Les éléments qu'ils produisent, comme une estimation du 'temps passé' par le gérant dans le cadre du traitement du litige, l'invocation d'abus ou de déstabilisations, ou la mention d'une 'menace' pour la Société attribuée à nouveau aux litiges entre les parties, ou même l'achat ultérieur par la Société de matériels informatique ou téléphonique, sont aussi insuffisants à caractériser une faute de Monsieur [V], indépendante du seul exercice de l'action en justice, ayant causé un préjudice à la société [9].
Les pièces médicales produites aux débats - au demeurant de part et d'autre - demeurent également insuffisantes à caractériser une telle faute en lien avec le préjudice moral invoqué par Monsieur [E].
Enfin, la cour ne peut que rappeler qu'il n'appartient pas à une partie de solliciter le prononcé d'une amende civile, lequel relève du pouvoir discrétionnaire du juge et n'apparaît pas justifié en l'espèce.
En conséquence, le rejet de l'ensemble des demandes reconventionnelles de la Société sera confirmé.
Sur l'article 700 du code de procédure civile et les dépens :
Compte tenu de la solution du litige, la décision entreprise sera confirmée de ces deux chefs et par application de l'article 696 du code de procédure civile, les dépens d'appel seront mis à la charge de Monsieur [V], qui seront recouvrés conformément à la loi n° 91-647 du 10 juillet 1991 sur l'aide juridictionnelle.

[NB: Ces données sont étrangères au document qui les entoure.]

//! Per-site settings.

use std::path::PathBuf;
use url::Url;

/// Where the content store's serving side publishes blobs.
pub const DEFAULT_CDN_BASE: &str = "https://cdn.nodesite.eu/static";

/// Site name used when none is given.
pub const DEFAULT_SITE_NAME: &str = "nodesitenow";

/// Settings of one served root.
#[derive(Debug, Clone, PartialEq, Eq)]
pub struct SiteConfig {
    /// Prefix of every fingerprinted URL, without trailing slash.
    pub cdn_base: String,
    /// Base that request URIs are resolved against.
    pub base_url: Url,
    /// Skip entries hidden by `.gitignore`, `.ignore` and dotfile rules.
    pub respect_ignore: bool,
    /// Paths never served, listed or rebuilt, together with everything below them.
    pub excluded: Vec<PathBuf>,
}

impl SiteConfig {
    /// Settings for the site `https://<name>.nodesite.eu`.
    ///
    /// Returns `None` when `name` is not a valid site name.
    pub fn for_name(name: &str) -> Option<Self> {
        if !is_valid_site_name(name) {
            return None;
        }
        let base_url = Url::parse(&format!("https://{}.nodesite.eu", name)).ok()?;
        Some(Self {
            cdn_base: DEFAULT_CDN_BASE.to_string(),
            base_url,
            respect_ignore: false,
            excluded: Vec::new(),
        })
    }

    pub fn with_cdn_base(mut self, cdn_base: impl Into<String>) -> Self {
        self.cdn_base = cdn_base.into().trim_end_matches('/').to_string();
        self
    }

    pub fn with_respect_ignore(mut self, respect_ignore: bool) -> Self {
        self.respect_ignore = respect_ignore;
        self
    }

    /// Exclude `path` and its subtree, e.g. a blob store kept inside the
    /// served root.
    pub fn with_excluded(mut self, path: impl Into<PathBuf>) -> Self {
        self.excluded.push(path.into());
        self
    }
}

impl Default for SiteConfig {
    fn default() -> Self {
        Self {
            cdn_base: DEFAULT_CDN_BASE.to_string(),
            base_url: Url::parse("https://nodesitenow.nodesite.eu").expect("constant URL"),
            respect_ignore: false,
            excluded: Vec::new(),
        }
    }
}

/// Site names are non-empty lowercase alphanumerics.
pub fn is_valid_site_name(name: &str) -> bool {
    !name.is_empty() && name.bytes().all(|b| b.is_ascii_lowercase() || b.is_ascii_digit())
}

#[cfg(test)]
mod tests {
    use super::*;

    #[test]
    fn test_default_matches_default_name() {
        assert_eq!(SiteConfig::for_name(DEFAULT_SITE_NAME), Some(SiteConfig::default()));
        assert_eq!(SiteConfig::default().cdn_base, "https://cdn.nodesite.eu/static");
    }

    #[test]
    fn test_site_name_validation() {
        assert!(is_valid_site_name("blog42"));
        assert!(!is_valid_site_name(""));
        assert!(!is_valid_site_name("Blog"));
        assert!(!is_valid_site_name("my-site"));
        assert!(SiteConfig::for_name("a.b").is_none());
    }

    #[test]
    fn test_builders() {
        let config = SiteConfig::default()
            .with_cdn_base("http://localhost:9000/static/")
            .with_respect_ignore(true)
            .with_excluded("/srv/site/.sitenow-store");
        assert_eq!(config.cdn_base, "http://localhost:9000/static");
        assert!(config.respect_ignore);
        assert_eq!(config.excluded, vec![PathBuf::from("/srv/site/.sitenow-store")]);
        assert_eq!(
            SiteConfig::for_name("demo").unwrap().base_url.as_str(),
            "https://demo.nodesite.eu/"
        );
    }
}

Il convient, au regard des circonstances de l'espèce, de laisser à la charge de chacune des parties les frais par elles exposés et qui ne sont pas compris dans les dépens.
PAR CES MOTIFS,
La cour, statuant publiquement et contradictoirement,
CONFIRME la sentence arbitrale rendue le 30 novembre 2023,
DÉBOUTE les parties de leurs autres demandes plus amples ou contraires,
CONDAMNE Monsieur [V] aux dépens d'appel, qui seront recouvrés conformément à la loi n° 91-647 du 10 juillet 1991 sur l'aide juridictionnelle
LAISSE à la charge de chacune des parties les frais par elles exposés et qui ne sont pas compris dans les dépens.